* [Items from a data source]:
-- Opening Marker --

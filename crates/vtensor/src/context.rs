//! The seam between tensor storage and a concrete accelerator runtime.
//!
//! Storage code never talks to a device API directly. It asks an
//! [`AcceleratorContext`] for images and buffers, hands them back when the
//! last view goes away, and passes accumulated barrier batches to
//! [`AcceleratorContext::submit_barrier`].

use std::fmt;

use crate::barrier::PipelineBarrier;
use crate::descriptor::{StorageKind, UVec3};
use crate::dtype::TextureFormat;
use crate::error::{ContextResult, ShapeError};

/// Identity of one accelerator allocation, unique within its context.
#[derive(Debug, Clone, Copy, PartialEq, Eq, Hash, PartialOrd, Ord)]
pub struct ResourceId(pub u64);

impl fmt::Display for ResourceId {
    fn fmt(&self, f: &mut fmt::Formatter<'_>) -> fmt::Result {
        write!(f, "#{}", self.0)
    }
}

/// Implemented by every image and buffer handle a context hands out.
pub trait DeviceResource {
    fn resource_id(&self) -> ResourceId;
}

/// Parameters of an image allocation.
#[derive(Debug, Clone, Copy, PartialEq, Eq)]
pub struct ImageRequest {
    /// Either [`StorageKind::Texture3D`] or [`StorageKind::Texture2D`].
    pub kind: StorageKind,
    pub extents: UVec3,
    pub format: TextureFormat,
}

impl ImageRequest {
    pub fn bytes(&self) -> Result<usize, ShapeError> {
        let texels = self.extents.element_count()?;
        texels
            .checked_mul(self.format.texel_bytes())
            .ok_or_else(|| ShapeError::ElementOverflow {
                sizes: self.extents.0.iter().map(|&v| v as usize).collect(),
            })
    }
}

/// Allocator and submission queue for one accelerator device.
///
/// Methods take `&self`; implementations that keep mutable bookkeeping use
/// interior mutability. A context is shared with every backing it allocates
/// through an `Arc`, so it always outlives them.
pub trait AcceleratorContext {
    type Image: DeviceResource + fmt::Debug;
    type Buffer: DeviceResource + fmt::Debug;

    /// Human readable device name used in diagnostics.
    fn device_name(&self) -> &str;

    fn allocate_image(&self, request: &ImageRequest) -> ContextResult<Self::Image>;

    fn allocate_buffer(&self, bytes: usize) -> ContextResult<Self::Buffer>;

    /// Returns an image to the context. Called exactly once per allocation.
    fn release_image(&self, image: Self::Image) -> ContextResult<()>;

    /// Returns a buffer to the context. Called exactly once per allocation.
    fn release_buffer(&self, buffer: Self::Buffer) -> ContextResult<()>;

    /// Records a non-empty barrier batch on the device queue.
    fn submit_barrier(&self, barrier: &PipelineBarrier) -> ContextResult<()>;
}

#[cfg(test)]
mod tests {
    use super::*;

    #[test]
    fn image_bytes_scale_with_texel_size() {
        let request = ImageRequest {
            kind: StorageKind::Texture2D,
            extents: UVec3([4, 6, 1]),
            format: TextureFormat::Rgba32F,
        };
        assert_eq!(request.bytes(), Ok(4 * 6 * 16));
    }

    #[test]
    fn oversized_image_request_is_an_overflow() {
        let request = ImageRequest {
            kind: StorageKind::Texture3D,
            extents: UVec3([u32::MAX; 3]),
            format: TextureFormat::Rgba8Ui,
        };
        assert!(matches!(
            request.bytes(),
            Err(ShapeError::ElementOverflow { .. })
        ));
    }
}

-- Closing Marker --

* [Aim of the task]:
From the entries above, return exactly the line containing "backing it allocates", the line containing "Returns an image", and all lines between, and nothing else.

* [Completed task]:
/// interior mutability. A context is shared with every backing it allocates
/// through an `Arc`, so it always outlives them.
pub trait AcceleratorContext {
    type Image: DeviceResource + fmt::Debug;
    type Buffer: DeviceResource + fmt::Debug;

    /// Human readable device name used in diagnostics.
    fn device_name(&self) -> &str;

    fn allocate_image(&self, request: &ImageRequest) -> ContextResult<Self::Image>;

    fn allocate_buffer(&self, bytes: usize) -> ContextResult<Self::Buffer>;

    /// Returns an image to the context. Called exactly once per allocation.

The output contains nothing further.